● **Goal of the exercise**: Output every line from the beginning of the records through the line that contains "webhook bodies with", exactly as it appears.

/---

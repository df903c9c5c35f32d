use anyhow::Context;
use clap::Args;
use relay_core::config::{Config, Environment};
use std::path::PathBuf;

/// Global settings. Each flag can also come from its `RELAY_*` variable, and
/// anything set here wins over the YAML file named by `--config`.
#[derive(Args, Debug, Default)]
pub struct Settings {
    /// YAML config file
    #[arg(long, global = true, env = "RELAY_CONFIG")]
    pub config: Option<PathBuf>,

    /// Secret the tracker signs webhook bodies with
    #[arg(long, global = true, env = "RELAY_WEBHOOK_SECRET", hide_env_values = true)]
    pub webhook_secret: Option<String>,

    /// Tracker API token
    #[arg(long, global = true, env = "RELAY_API_TOKEN", hide_env_values = true)]
    pub api_token: Option<String>,

    /// Tracker GraphQL endpoint
    #[arg(long, global = true, env = "RELAY_API_URL")]
    pub api_url: Option<String>,

    /// Directory holding repository checkouts
    #[arg(long, global = true, env = "RELAY_REPOS_DIR")]
    pub repos_dir: Option<PathBuf>,

    /// Directory for the resumption file and debug captures
    #[arg(long, global = true, env = "RELAY_STATE_DIR")]
    pub state_dir: Option<PathBuf>,

    /// development or production
    #[arg(long = "env", global = true, env = "RELAY_ENV")]
    pub environment: Option<Environment>,

    /// Token that addresses the agent in comments
    #[arg(long, global = true, env = "RELAY_MENTION")]
    pub mention: Option<String>,
}

impl Settings {
    /// Load the config file, if any, and apply overrides on top.
    pub fn resolve(&self) -> anyhow::Result<Config> {
        let mut config = match &self.config {
            Some(path) => Config::load(path)
                .with_context(|| format!("failed to load config {}", path.display()))?,
            None => Config::default(),
        };

        if let Some(v) = &self.webhook_secret {
            config.webhook_secret = Some(v.clone());
        }
        if let Some(v) = &self.api_token {
            config.api_token = Some(v.clone());
        }
        if let Some(v) = &self.api_url {
            config.api_url = v.clone();
        }
        if let Some(v) = &self.repos_dir {
            config.repos_dir = Some(v.clone());
        }
        if let Some(v) = &self.state_dir {
            config.state_dir = Some(v.clone());
        }
        if let Some(v) = self.environment {
            config.environment = v;
        }
        if let Some(v) = &self.mention {
            config.mention_token = v.clone();
        }

        Ok(config)
    }
}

\---

● **Response**:
repository df903c9c5c35f32d
use anyhow::Context;
use clap::Args;
use relay_core::config::{Config, Environment};
use std::path::PathBuf;

/// Global settings. Each flag can also come from its `RELAY_*` variable, and
/// anything set here wins over the YAML file named by `--config`.
#[derive(Args, Debug, Default)]
pub struct Settings {
    /// YAML config file
    #[arg(long, global = true, env = "RELAY_CONFIG")]
    pub config: Option<PathBuf>,

    /// Secret the tracker signs webhook bodies with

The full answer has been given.